Senate Bill 5025 would create a new tax sales and use tax exemption for improvement and development of self-help housing. This type of housing is generally considered to be ownership housing for low-income households where individuals in the household have provided labor for construction.
Senate Bill 5051 would create new tax incentives for Class A office space development in urban centers outside King County. The tax exemptions would apply to certain sales and use taxes as well as well property taxes. Only cities with a population of 50,000 and greater outside of King County would be eligible to implement the tax incentives. Senator Steve O’Ban (R-University Place) is the sole sponsor of the bill.
Senate Bill 5084 would establish the Washington Community Development Authority, an agency under the umbrella of the Washington State Department of Commerce. The authority would be charged with coordinating and sponsoring development of private and public low-income and affordable housing projects in poor rural areas and communities of color. In addition to being able to accept external grants and issue debt to finance projects, the authority would receive a permanent funding source. Senator John McCoy (D-Tulalip) is the sole sponsor of the bill.

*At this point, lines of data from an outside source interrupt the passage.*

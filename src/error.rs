//! Domain errors raised while building or cleaning a dataset.

use crate::model::Column;
use thiserror::Error;

#[derive(Debug, Error)]
pub enum DataError {
    /// The dataset has no records.
    #[error("dataset has no records")]
    EmptyDataset,

    /// Every value of a numeric column is missing, so its mean is undefined.
    #[error("column {column} has no values present")]
    AllMissing { column: Column },

    #[error("malformed date {value:?}")]
    MalformedDate {
        value: String,
        #[source]
        source: chrono::ParseError,
    },

    #[error("column {column} is not numeric")]
    NotNumeric { column: Column },
}
use serde::{Deserialize, Serialize};
use std::f64::consts::PI;

pub fn compute_mean(vals: &[f64]) -> f64 {
    if vals.is_empty() {
        return f64::NAN;
    }
    vals.iter().sum::<f64>() / vals.len() as f64
}

pub fn compute_var(vals: &[f64]) -> f64 {
    let n_vals = vals.len();
    if n_vals < 2 {
        return f64::NAN;
    }
    let mean = compute_mean(vals);
    vals.iter().map(|&val| (val - mean).powi(2)).sum::<f64>() / (n_vals - 1) as f64
}

/// Equal-width histogram.
///
/// `edges` has one more element than `counts`. Every bin is half-open
/// except the last one, which also holds the upper edge.
#[derive(Debug, Clone, PartialEq, Serialize, Deserialize)]
pub struct Histogram {
    pub edges: Vec<f64>,
    pub counts: Vec<usize>,
}

impl Histogram {
    pub fn compute(vals: &[f64], n_bins: usize) -> Self {
        if vals.is_empty() || n_bins == 0 {
            return Self {
                edges: Vec::new(),
                counts: Vec::new(),
            };
        }

        let mut min = vals.iter().copied().fold(f64::INFINITY, f64::min);
        let mut max = vals.iter().copied().fold(f64::NEG_INFINITY, f64::max);
        // Degenerate range: widen it so every bin keeps a positive width.
        if max - min < f64::EPSILON {
            min -= 0.5;
            max += 0.5;
        }

        let width = (max - min) / n_bins as f64;
        let mut edges: Vec<f64> = (0..=n_bins)
            .map(|i_bin| min + i_bin as f64 * width)
            .collect();
        edges[n_bins] = max;

        let mut counts = vec![0; n_bins];
        for &val in vals {
            let mut i_bin = (((val - min) / width).floor() as usize).min(n_bins - 1);
            // Rounding may put the value outside the edges reported for its bin.
            while i_bin > 0 && val < edges[i_bin] {
                i_bin -= 1;
            }
            while i_bin < n_bins - 1 && val >= edges[i_bin + 1] {
                i_bin += 1;
            }
            counts[i_bin] += 1;
        }

        Self { edges, counts }
    }

    pub fn total(&self) -> usize {
        self.counts.iter().sum()
    }
}

/// Gaussian kernel density estimate with Scott's rule bandwidth.
pub struct GaussianKde {
    vals: Vec<f64>,
    bandwidth: f64,
}

impl GaussianKde {
    /// Fit the estimate, `None` if the bandwidth would not be positive.
    pub fn new(vals: &[f64]) -> Option<Self> {
        let std_dev = compute_var(vals).sqrt();
        let bandwidth = std_dev * (vals.len() as f64).powf(-0.2);
        if !(bandwidth.is_finite() && bandwidth > 0.0) {
            return None;
        }
        Some(Self {
            vals: vals.to_vec(),
            bandwidth,
        })
    }

    pub fn bandwidth(&self) -> f64 {
        self.bandwidth
    }

    pub fn evaluate(&self, x: f64) -> f64 {
        let norm = self.vals.len() as f64 * self.bandwidth * (2.0 * PI).sqrt();
        self.vals
            .iter()
            .map(|&val| {
                let z = (x - val) / self.bandwidth;
                (-0.5 * z * z).exp()
            })
            .sum::<f64>()
            / norm
    }

    /// Evaluate on `n_points` evenly spaced points spanning `[lo, hi]`.
    pub fn evaluate_grid(&self, lo: f64, hi: f64, n_points: usize) -> Vec<(f64, f64)> {
        if n_points < 2 {
            return Vec::new();
        }
        let step = (hi - lo) / (n_points - 1) as f64;
        (0..n_points)
            .map(|i_point| {
                let x = lo + i_point as f64 * step;
                (x, self.evaluate(x))
            })
            .collect()
    }
}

Senate Bill 5117 would exclude privately-owned correctional or detention facilities from being considered as Essential Public Facilities under the GMA.

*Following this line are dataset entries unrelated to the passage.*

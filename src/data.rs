use crate::error::DataError;
use crate::model::{Dataset, Record};
use chrono::NaiveDate;

const DATE_FORMAT: &str = "%Y-%m-%d";

/// Row of the built-in catalog before its date is parsed.
struct RawRecord {
    date: &'static str,
    latitude: Option<f64>,
    longitude: f64,
    magnitude: Option<f64>,
    depth_km: Option<f64>,
    location: &'static str,
}

#[rustfmt::skip]
const SAMPLE: [RawRecord; 8] = [
    RawRecord { date: "2023-01-02", latitude: Some(38.322), longitude: -118.443, magnitude: Some(5.2), depth_km: Some(7.0), location: "Nevada, USA" },
    RawRecord { date: "2023-02-15", latitude: Some(36.121), longitude: -117.865, magnitude: None, depth_km: Some(9.8), location: "California, USA" },
    RawRecord { date: "2023-03-01", latitude: Some(34.201), longitude: -116.491, magnitude: Some(4.9), depth_km: None, location: "California, USA" },
    RawRecord { date: "2023-04-12", latitude: None, longitude: -72.434, magnitude: Some(6.1), depth_km: Some(10.0), location: "Haiti" },
    RawRecord { date: "2023-05-05", latitude: Some(35.689), longitude: 139.692, magnitude: Some(5.8), depth_km: Some(40.0), location: "Tokyo, Japan" },
    RawRecord { date: "2023-06-17", latitude: Some(35.652), longitude: 140.084, magnitude: Some(6.0), depth_km: Some(45.0), location: "Chiba, Japan" },
    RawRecord { date: "2023-07-23", latitude: Some(37.774), longitude: -122.419, magnitude: Some(5.0), depth_km: Some(12.0), location: "San Francisco, USA" },
    RawRecord { date: "2023-08-29", latitude: Some(-33.448), longitude: -70.669, magnitude: Some(5.6), depth_km: Some(35.0), location: "Santiago, Chile" },
];

/// Build the built-in earthquake catalog.
///
/// # Errors
/// Returns [`DataError::MalformedDate`] if a date is not `YYYY-MM-DD`.
pub fn sample_catalog() -> Result<Dataset, DataError> {
    let records = SAMPLE
        .iter()
        .map(parse_record)
        .collect::<Result<Vec<_>, _>>()?;
    Ok(Dataset::from_records(records))
}

fn parse_record(raw: &RawRecord) -> Result<Record, DataError> {
    Ok(Record {
        date: parse_date(raw.date)?,
        latitude: raw.latitude,
        longitude: raw.longitude,
        magnitude: raw.magnitude,
        depth_km: raw.depth_km,
        location: raw.location.to_string(),
    })
}

pub fn parse_date(value: &str) -> Result<NaiveDate, DataError> {
    NaiveDate::parse_from_str(value, DATE_FORMAT).map_err(|source| DataError::MalformedDate {
        value: value.to_string(),
        source,
    })
}

#[cfg(test)]
mod tests {
    use super::*;
    use crate::model::Column;

    #[test]
    fn sample_catalog_has_eight_records() {
        let dataset = sample_catalog().unwrap();
        assert_eq!(dataset.len(), 8);
        assert_eq!(dataset.records()[3].location, "Haiti");
        assert_eq!(
            dataset.records()[7].date,
            NaiveDate::from_ymd_opt(2023, 8, 29).unwrap()
        );
    }

    #[test]
    fn sample_catalog_has_one_gap_per_imputable_column() {
        let dataset = sample_catalog().unwrap();
        for column in Column::IMPUTABLE {
            let n_missing = dataset
                .records()
                .iter()
                .filter(|record| record.is_missing(column))
                .count();
            assert_eq!(n_missing, 1, "column {column}");
        }
    }

    #[test]
    fn malformed_date_is_invalid_data() {
        let err = parse_date("2023-13-40").unwrap_err();
        assert!(matches!(err, DataError::MalformedDate { ref value, .. } if value == "2023-13-40"));
        assert!(parse_date("02/01/2023").is_err());
    }
}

Senate Bill 5151 would require the Growth Management Hearings Board to publish all rules and decisions using a searchable index. Senator Lynda Wilson (R-Vancouver) is sole sponsor of the bill.
Senate Bill 5152 would create a new exemption from a Shoreline Substantial Development Permit under the Shoreline Management Act for the establishment an additional dwelling unit on a lot when it would be accessory and support someone in need of continuous care or a person who is 62 years old or older and related to a resident of the principal unit. Senator Wilson is the sole sponsor of the bill.
House Bill 1040 and Senate Bill 5106 would create a work group to deliver recommendations on disaster mitigation and resiliency strategies, particularly pertaining to flooding, wildfires, and earthquakes.
House Bill 1110 would establish a clean fuel standard for vehicles similar to Oregon and British Columbia. This would nudge industry to make more efficient vehicles and fuels progressively. Greenhouse gas emissions per unit of transportation fuel energy would need to be reduced 10% below 2017 levels by 2028 and 20% below 2017 levels by 2035. The standard, however, would not apply to any fuels exported from the state, fuels used by boats, locomotives, aircraft, and several other instances. The bill would also pacify several “poison pills” that were dropped into transportation legislation in 2015. Representative Joe Fitzgibbon (D-Seattle) is the sole sponsor of the bill.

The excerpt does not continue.